Franco-German Brigade Has Two Military Styles Marching in Formation
| MULLHEIM, GERMANY
Gen. Hans Otto Budde believes he is commanding a totally new type of military formation - and one that will set the pattern for European armies in the 21st century.
"We have proved it is possible to put together soldiers from two entirely different European military traditions and make it all work," he says. "I see that as the way of the future."
Sitting behind his desk in a military encampment near Mullheim, in southern Germany, close to the border with France, General Budde ticks off the brigade's achievements since, in the mid-1980s, Germany's Chancellor Helmut Kohl and the late French President Francois Mitterrand decided to create a military unit including troops of both countries under a single command.
Budde explains that the Franco-German Brigade is already operational.
"We have 650 highly trained troops capable of being deployed in major trouble spots, including the former Yugoslavia," Budde says.
"When this unit was first started it was written off in advance as some kind of language laboratory, with very little military value. We have proved otherwise."

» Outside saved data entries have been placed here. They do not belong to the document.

//! Configuration loading from disk.

use std::fs;
use std::path::Path;

use crate::config::schema::HostConfig;
use crate::config::validation::{validate_config, ValidationError};

/// Error type for configuration loading.
#[derive(Debug)]
pub enum ConfigError {
    Io(std::io::Error),
    Parse(toml::de::Error),
    Validation(Vec<ValidationError>),
}

impl std::fmt::Display for ConfigError {
    fn fmt(&self, f: &mut std::fmt::Formatter<'_>) -> std::fmt::Result {
        match self {
            ConfigError::Io(e) => write!(f, "IO error: {}", e),
            ConfigError::Parse(e) => write!(f, "Parse error: {}", e),
            ConfigError::Validation(errors) => {
                write!(f, "Validation failed: ")?;
                for (i, err) in errors.iter().enumerate() {
                    if i > 0 {
                        write!(f, ", ")?;
                    }
                    write!(f, "{}", err)?;
                }
                Ok(())
            }
        }
    }
}

impl std::error::Error for ConfigError {
    fn source(&self) -> Option<&(dyn std::error::Error + 'static)> {
        match self {
            ConfigError::Io(e) => Some(e),
            ConfigError::Parse(e) => Some(e),
            ConfigError::Validation(_) => None,
        }
    }
}

/// Parse and validate configuration from TOML text.
pub fn parse_config(content: &str) -> Result<HostConfig, ConfigError> {
    let config: HostConfig = toml::from_str(content).map_err(ConfigError::Parse)?;
    validate_config(&config).map_err(ConfigError::Validation)?;
    Ok(config)
}

/// Load and validate configuration from a TOML file.
pub fn load_config(path: &Path) -> Result<HostConfig, ConfigError> {
    let content = fs::read_to_string(path).map_err(ConfigError::Io)?;
    parse_config(&content)
}
//! Network layer subsystem.
//!
//! # Data Flow
//! ```text
//! HostSettings.host_name
//!     → resolver.rs (IP literal, "*", or system lookup)
//!     → [IpAddr] × HostSettings.port
//!     → listener.rs (bind each endpoint, all-or-nothing)
//!     → Hand listeners to the engine
//! ```
//!
//! # Design Decisions
//! - Resolution is a trait so the lifecycle can be tested without DNS
//! - A partial bind never survives: bound sockets are dropped on failure

pub mod listener;
pub mod resolver;

pub use listener::{bind_all, BoundListener, ListenerError};
pub use resolver::{AddressResolver, DnsResolver, ResolveError};
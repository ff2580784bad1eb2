//! The HTTP host context.
//!
//! # Responsibilities
//! - Own the endpoint registry and the single engine instance
//! - Drive `NotStarted → Starting → Running → Stopping → Stopped`
//! - Guarantee that no failure path leaves an engine or a socket behind
//!
//! # Design Decisions
//! - `start` seals the registry and leaves `NotStarted` in one step, under
//!   the lock registrations take; a racing `register` either made the
//!   table or fails
//! - A dropped `start` future still lands in `Faulted`
//! - The engine slot and the `Running` transition change together, under
//!   the slot's lock

use std::net::SocketAddr;
use std::sync::Arc;
use std::time::Duration;

use tokio::sync::{watch, Mutex};
use tokio_util::sync::CancellationToken;

use crate::config::{EngineConfig, HostSettings};
use crate::engine::{self, AxumEngineFactory, EngineFactory, EngineGuard, EnginePlan};
use crate::error::{HostError, HostResult, LifecycleViolation, StartPhase};
use crate::http::{Handler, SharedHandler};
use crate::lifecycle::state::HostLifecycleState;
use crate::net::{AddressResolver, DnsResolver};
use crate::observability::metrics;
use crate::routing::{EndpointRegistry, RouteKey, RouteTable};

/// Single-process HTTP host multiplexing path-scoped handlers onto one
/// embedded engine.
pub struct HttpHost {
    settings: HostSettings,
    registry: EndpointRegistry,
    resolver: Arc<dyn AddressResolver>,
    engines: Arc<dyn EngineFactory>,
    state: watch::Sender<HostLifecycleState>,
    engine: Mutex<Option<EngineGuard>>,
    span: tracing::Span,
}

impl HttpHost {
    /// Create a host with explicit collaborators.
    pub fn new(
        settings: HostSettings,
        resolver: impl AddressResolver + 'static,
        engines: impl EngineFactory + 'static,
    ) -> Self {
        let span = tracing::info_span!("http_host", host = %settings.name(), port = settings.port());
        let (state, _) = watch::channel(HostLifecycleState::NotStarted);
        Self {
            registry: EndpointRegistry::new(span.clone()),
            settings,
            resolver: Arc::new(resolver),
            engines: Arc::new(engines),
            state,
            engine: Mutex::new(None),
            span,
        }
    }

    /// Host resolving through DNS and serving with the Axum engine.
    pub fn with_axum(settings: HostSettings, engine: EngineConfig) -> Self {
        Self::new(settings, DnsResolver::new(), AxumEngineFactory::new(engine))
    }

    /// Replace the span the host and its registry log under.
    pub fn with_span(mut self, span: tracing::Span) -> Self {
        self.registry.set_span(span.clone());
        self.span = span;
        self
    }

    pub fn settings(&self) -> &HostSettings {
        &self.settings
    }

    /// Current lifecycle state.
    pub fn state(&self) -> HostLifecycleState {
        *self.state.borrow()
    }

    /// Observe lifecycle transitions.
    pub fn subscribe(&self) -> watch::Receiver<HostLifecycleState> {
        self.state.subscribe()
    }

    /// Register `handler` under `raw_path`. Only valid before `start`.
    pub fn register<H: Handler>(&self, raw_path: &str, handler: H) -> HostResult<()> {
        Ok(self.registry.register(raw_path, handler)?)
    }

    /// Register an already shared handler under `raw_path`.
    pub fn register_shared(&self, raw_path: &str, handler: SharedHandler) -> HostResult<()> {
        Ok(self.registry.register_shared(raw_path, handler)?)
    }

    /// Route keys in dispatch order.
    pub fn route_keys(&self) -> Vec<RouteKey> {
        self.registry.snapshot().keys().cloned().collect()
    }

    /// Addresses the running engine is bound to; empty unless running.
    pub async fn local_addrs(&self) -> Vec<SocketAddr> {
        self.engine
            .lock()
            .await
            .as_ref()
            .map(|engine| engine.local_addrs())
            .unwrap_or_default()
    }

    /// Start the host. Valid only once, from `NotStarted`.
    pub async fn start(&self, cancel: &CancellationToken) -> HostResult<()> {
        // `NotStarted → Starting` happens under the registry lock, so no
        // registration can succeed once the state has moved on.
        let Some((snapshot, attempt)) = self.registry.seal_if(|| StartAttempt::begin(self)) else {
            let state = self.state();
            tracing::warn!(parent: &self.span, state = %state, "Start rejected");
            return Err(LifecycleViolation::AlreadyStarted { state }.into());
        };
        tracing::info!(parent: &self.span, "Host starting");

        let table = RouteTable::build(&snapshot);

        match self.launch(table, cancel).await {
            Ok(guard) => {
                let addresses = guard.local_addrs();
                let mut slot = self.engine.lock().await;
                *slot = Some(guard);
                attempt.finish(HostLifecycleState::Running);
                drop(slot);

                tracing::info!(
                    parent: &self.span,
                    addresses = ?addresses,
                    routes = snapshot.len(),
                    "Host running"
                );
                Ok(())
            }
            Err(e) => {
                attempt.finish(HostLifecycleState::Faulted);
                tracing::error!(parent: &self.span, error = %e, "Host failed to start");
                Err(e)
            }
        }
    }

    /// Resolve, build and start the engine. Any engine built here is
    /// disposed by its guard if this returns an error.
    async fn launch(&self, table: RouteTable, cancel: &CancellationToken) -> HostResult<EngineGuard> {
        let host = self.settings.name();
        let resolved = tokio::select! {
            biased;
            _ = cancel.cancelled() => return Err(HostError::Cancelled(StartPhase::Resolving)),
            resolved = self.resolver.resolve(host) => resolved,
        };
        let addrs = resolved.map_err(|source| HostError::ResolutionFailure {
            host: host.to_string(),
            source,
        })?;

        let endpoints = addrs
            .into_iter()
            .map(|ip| SocketAddr::new(ip, self.settings.port()))
            .collect();
        let plan = EnginePlan::new(endpoints, table);
        tracing::debug!(parent: &self.span, endpoints = ?plan.endpoints, "Bind addresses resolved");

        let mut guard = engine::build(self.engines.as_ref(), &plan).map_err(HostError::EngineStartFailure)?;
        let started = tokio::select! {
            biased;
            _ = cancel.cancelled() => Err(HostError::Cancelled(StartPhase::StartingEngine)),
            started = guard.start(cancel) => started.map_err(HostError::EngineStartFailure),
        };
        started?;
        Ok(guard)
    }

    /// Stop the host. Idempotent and safe from any state.
    ///
    /// `cancel` bounds the graceful drain; once it fires the engine is
    /// released regardless. An engine stop error is returned after disposal.
    pub async fn stop(&self, cancel: &CancellationToken) -> HostResult<()> {
        let was_running = self.state.send_if_modified(|state| {
            if *state == HostLifecycleState::Running {
                *state = HostLifecycleState::Stopping;
                true
            } else {
                false
            }
        });

        let mut slot = self.engine.lock().await;
        if !was_running {
            // Never touch an engine a concurrent start is about to publish.
            if self.state().is_terminal() {
                if let Some(guard) = slot.take() {
                    guard.dispose();
                }
            }
            tracing::debug!(parent: &self.span, state = %self.state(), "Stop ignored, host not running");
            return Ok(());
        }

        metrics::record_transition(HostLifecycleState::Stopping);
        tracing::info!(parent: &self.span, "Host stopping");

        let result = match slot.take() {
            Some(mut guard) => {
                let stopped = guard.stop(cancel).await;
                guard.dispose();
                stopped
            }
            None => Ok(()),
        };
        self.set_state(HostLifecycleState::Stopped);
        drop(slot);

        match result {
            Ok(()) => {
                tracing::info!(parent: &self.span, "Host stopped");
                Ok(())
            }
            Err(e) => {
                tracing::error!(parent: &self.span, error = %e, "Engine stop failed, resources released");
                Err(HostError::EngineStopFailure(e))
            }
        }
    }

    /// Stop, allowing in-flight requests `grace` to drain.
    pub async fn stop_within(&self, grace: Duration) -> HostResult<()> {
        let deadline = CancellationToken::new();
        let timer = {
            let deadline = deadline.clone();
            tokio::spawn(async move {
                tokio::time::sleep(grace).await;
                deadline.cancel();
            })
        };
        let result = self.stop(&deadline).await;
        timer.abort();
        result
    }

    fn set_state(&self, state: HostLifecycleState) {
        self.state.send_replace(state);
        metrics::record_transition(state);
        tracing::debug!(parent: &self.span, state = %state, "Lifecycle transition");
    }
}

impl std::fmt::Debug for HttpHost {
    fn fmt(&self, f: &mut std::fmt::Formatter<'_>) -> std::fmt::Result {
        f.debug_struct("HttpHost")
            .field("settings", &self.settings)
            .field("state", &self.state())
            .field("registry", &self.registry)
            .finish()
    }
}

/// An in-flight `start`. Lands in `Faulted` unless finished explicitly.
struct StartAttempt<'a> {
    host: &'a HttpHost,
    finished: bool,
}

impl<'a> StartAttempt<'a> {
    /// Move `NotStarted → Starting`, or `None` if the host already left
    /// `NotStarted`.
    fn begin(host: &'a HttpHost) -> Option<Self> {
        let begun = host.state.send_if_modified(|state| {
            if *state == HostLifecycleState::NotStarted {
                *state = HostLifecycleState::Starting;
                true
            } else {
                false
            }
        });
        if !begun {
            return None;
        }
        metrics::record_transition(HostLifecycleState::Starting);
        Some(Self { host, finished: false })
    }

    fn finish(mut self, state: HostLifecycleState) {
        self.finished = true;
        self.host.set_state(state);
    }
}

impl Drop for StartAttempt<'_> {
    fn drop(&mut self) {
        if !self.finished {
            tracing::warn!(parent: &self.host.span, "Start abandoned");
            self.host.set_state(HostLifecycleState::Faulted);
        }
    }
}
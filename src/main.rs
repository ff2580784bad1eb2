//! HTTP host (v1)
//!
//! Runs a single embedded HTTP listener with path-scoped handlers.
//!
//! # Architecture Overview
//!
//! ```text
//!   register("/health", …) ─┐
//!   register("/", …) ───────┼─▶ EndpointRegistry ──seal──▶ RouteTable
//!                           │                                  │
//!                           │        HttpHost::start           ▼
//!   HostSettings ───────────┴─▶ resolve ─▶ engine::build ─▶ AxumEngine
//!                                                              │
//!     Client Request ─────────────────────────▶ first-match dispatch
//!                                                              │
//!   SIGTERM / Ctrl+C ─▶ HttpHost::stop_within(grace) ─▶ drain ─┘─▶ dispose
//! ```

use std::path::PathBuf;
use std::time::Duration;

use axum::{body::Body, http::Request, Json};
use clap::Parser;
use serde_json::json;
use tokio_util::sync::CancellationToken;

use http_host::config::{load_config, HostConfig, HostSettings};
use http_host::http::RequestExt;
use http_host::lifecycle::signals::shutdown_signal;
use http_host::observability;
use http_host::{respond, HttpHost};

#[derive(Parser)]
#[command(name = "http-host")]
#[command(about = "Single-process HTTP host with path-scoped handlers", long_about = None)]
struct Cli {
    /// Path to a TOML configuration file.
    #[arg(short, long)]
    config: Option<PathBuf>,

    /// Override the host name to bind.
    #[arg(long)]
    host: Option<String>,

    /// Override the port to bind.
    #[arg(short, long)]
    port: Option<u16>,
}

#[tokio::main]
async fn main() -> Result<(), Box<dyn std::error::Error + Send + Sync>> {
    let cli = Cli::parse();

    let mut config = match &cli.config {
        Some(path) => load_config(path)?,
        None => HostConfig::default(),
    };
    if cli.host.is_some() || cli.port.is_some() {
        let name = cli.host.clone().unwrap_or_else(|| config.host.name().to_string());
        let port = cli.port.unwrap_or(config.host.port());
        config.host = HostSettings::new(name, port);
    }

    observability::logging::init(&config.observability)?;
    tracing::info!("http-host v0.1.0 starting");
    tracing::info!(
        host = %config.host.name(),
        port = config.host.port(),
        request_timeout_secs = config.engine.request_timeout_secs,
        grace_period_secs = config.shutdown.grace_period_secs,
        "Configuration loaded"
    );

    if config.observability.metrics_enabled {
        match config.observability.metrics_address.parse() {
            Ok(addr) => observability::metrics::init_metrics(addr)?,
            Err(_) => tracing::error!(
                metrics_address = %config.observability.metrics_address,
                "Failed to parse metrics address"
            ),
        }
    }

    let host = HttpHost::with_axum(config.settings(), config.engine.clone());

    let states = host.subscribe();
    host.register(
        "/health",
        respond(move |_req| {
            let state = *states.borrow();
            async move { Json(json!({ "state": state.as_str() })) }
        }),
    )?;
    host.register(
        "/",
        respond(|req: Request<Body>| async move {
            let id = req.request_id().unwrap_or("unknown").to_string();
            format!("http-host: {} (request {id})\n", req.uri().path())
        }),
    )?;

    let startup = CancellationToken::new();
    tokio::select! {
        started = host.start(&startup) => started?,
        _ = shutdown_signal() => {
            startup.cancel();
            tracing::info!("Shutdown requested during startup");
            return Ok(());
        }
    }

    shutdown_signal().await;

    let grace = Duration::from_secs(config.shutdown.grace_period_secs);
    host.stop_within(grace).await?;

    tracing::info!("Shutdown complete");
    Ok(())
}
//! Axum-backed engine adapter.
//!
//! # Responsibilities
//! - Collect endpoints and route entries before start
//! - Bind every endpoint, then spawn one accept loop per listener
//! - Graceful drain on stop, forced close once the stop token fires
//! - Abort everything still running on dispose

use std::net::SocketAddr;

use async_trait::async_trait;
use tokio_util::sync::CancellationToken;

use crate::config::EngineConfig;
use crate::engine::{connection, dispatch, Engine, EngineError, EngineFactory};
use crate::http::SharedHandler;
use crate::lifecycle::shutdown::Drain;
use crate::net::listener::bind_all;
use crate::routing::{RouteEntry, RouteKey, RouteTable};

/// Engine serving the route table over Axum on one or more listeners.
pub struct AxumEngine {
    config: EngineConfig,
    endpoints: Vec<SocketAddr>,
    routes: Vec<RouteEntry>,
    bound: Vec<SocketAddr>,
    drain: Option<Drain>,
    disposed: bool,
}

impl AxumEngine {
    pub fn new(config: EngineConfig) -> Self {
        Self {
            config,
            endpoints: Vec::new(),
            routes: Vec::new(),
            bound: Vec::new(),
            drain: None,
            disposed: false,
        }
    }

    fn ensure_configurable(&self) -> Result<(), EngineError> {
        if self.disposed {
            return Err(EngineError::Disposed);
        }
        if self.drain.is_some() {
            return Err(EngineError::AlreadyStarted);
        }
        Ok(())
    }
}

#[async_trait]
impl Engine for AxumEngine {
    fn listen(&mut self, addr: SocketAddr) -> Result<(), EngineError> {
        self.ensure_configurable()?;
        if !self.endpoints.contains(&addr) {
            self.endpoints.push(addr);
        }
        Ok(())
    }

    fn map_route(&mut self, key: RouteKey, handler: SharedHandler) -> Result<(), EngineError> {
        self.ensure_configurable()?;
        self.routes.push(RouteEntry { key, handler });
        Ok(())
    }

    async fn start(&mut self, cancel: &CancellationToken) -> Result<(), EngineError> {
        self.ensure_configurable()?;

        let listeners = bind_all(&self.endpoints).await?;
        if cancel.is_cancelled() {
            // Dropping `listeners` closes the sockets.
            return Err(EngineError::Cancelled);
        }

        let app = dispatch::router(RouteTable::from_entries(self.routes.clone()), &self.config);
        let mut drain = Drain::new();
        let mut bound = Vec::with_capacity(listeners.len());
        for listener in listeners {
            let address = listener.local_addr;
            let serve = connection::serve_listener(listener.inner, app.clone(), drain.signal());
            drain.track(tokio::spawn(async move {
                let result = serve.await;
                tracing::debug!(address = %address, "Serve loop exited");
                result
            }));
            bound.push(address);
        }

        tracing::info!(
            addresses = ?bound,
            routes = self.routes.len(),
            "Engine serving"
        );
        self.bound = bound;
        self.drain = Some(drain);
        Ok(())
    }

    async fn stop(&mut self, cancel: &CancellationToken) -> Result<(), EngineError> {
        let Some(mut drain) = self.drain.take() else {
            return Ok(());
        };
        tracing::info!(tasks = drain.len(), "Engine draining");
        let result = drain.shutdown(cancel).await;
        self.bound.clear();
        result
    }

    fn dispose(&mut self) {
        if self.disposed {
            return;
        }
        self.disposed = true;
        if let Some(mut drain) = self.drain.take() {
            let aborted = drain.abort();
            tracing::debug!(aborted, "Engine serve tasks aborted");
        }
        self.bound.clear();
        self.routes.clear();
    }

    fn local_addrs(&self) -> Vec<SocketAddr> {
        self.bound.clone()
    }
}

/// Builds [`AxumEngine`]s with a fixed configuration.
#[derive(Debug, Clone, Default)]
pub struct AxumEngineFactory {
    config: EngineConfig,
}

impl AxumEngineFactory {
    pub fn new(config: EngineConfig) -> Self {
        Self { config }
    }
}

impl EngineFactory for AxumEngineFactory {
    fn create(&self) -> Result<Box<dyn Engine>, EngineError> {
        Ok(Box::new(AxumEngine::new(self.config.clone())))
    }
}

The general remembers with pride that last year on Bastille Day - July 14 - German and French soldiers from his brigade had marched up the Champs Elysees in the heart of Paris. "It's the first time in history anything like that has happened," he says.
At the gates of the Robert Schuman Barracks, the brigade's headquarters, the binational character of the unit was immediately apparent.
A German private in dark- green camouflage dress checks passports and waves visitors through toward a French lieutenant in khaki. The red, white, and blue French tricolor flutters beside the red, black, and gold of the German flag.
Budde explains that putting together an army formation of soldiers from two formerly antagonistic countries was not simple.
Some of the knottiest problems that had to be faced, he said, concerned comparatively minor things. Designing a cap badge and shoulder flashes which combined the French and German flags proved a challenge, and the jammed-together results are not entirely convincing. ("Surreal," was the comment of a French private soldier.)
Then there was the problem of parade ground drill.
"When they do an about-turn, French recruits are taught to swing around to the right. We go in the opposite direction," says a German soldier. "We still have problems with that one."
Food, too, is an issue. German recruits had no problem tucking into the plain meat-and-potato lunch. Their French colleagues appeared less enthusiastic.
Some problems required special solutions, Budde says - as is clear when the brigade's forward reconnaissance unit, equipped with submersible armored cars, goes on maneuvers.
The Panhard armored cars are lined up on the banks of the Rhine River, ready to be driven across and back again, from one country to another.
The unit is entirely French, just as other fighting elements in the brigade were wholly German.
"In battle it would be dangerous to take risks with language, in case of misunderstandings in a tight situation," an officer explains. "Our supply battalion and other nonfighting elements are entirely binational."
This compromise arrangement does little to diminish the achievement of forging the troops into a single unit.
Before Budde, a German, took over last year, the brigade had a French commander. His successor will be also be French. Officers are both French and German.
There are clear advantages in having officers and men from two different military traditions working side by side, Budde says. "Germany, because of its constitution, has had next to no experience of operational duty outside Europe, but is a member of Nato," he notes. "France has experience dealing with trouble spots around the world, but is not part of Nato's military structure. "We are learning different things from each other's experience," Budde says.
Budde says the multinational principle could be pushed much further in European armies. He points out that the Franco-German Brigade already fits into a larger multinational command structure set up last year - the Eurocorps which, apart from French and German units, includes Spanish and Belgian troops and numbers 50,000 men.
"It does not make sense to have a Europe which is uniting economically and politically and may soon have a single currency, but which retains separate national armies," he says.
His junior officers tend to accept the same argument.
"When this brigade was first thought of, critics said it was a mere political ploy, with no military significance," says a French lieutenant. "What Europeans need to do is forget certain aspects of their past, and learn to work together."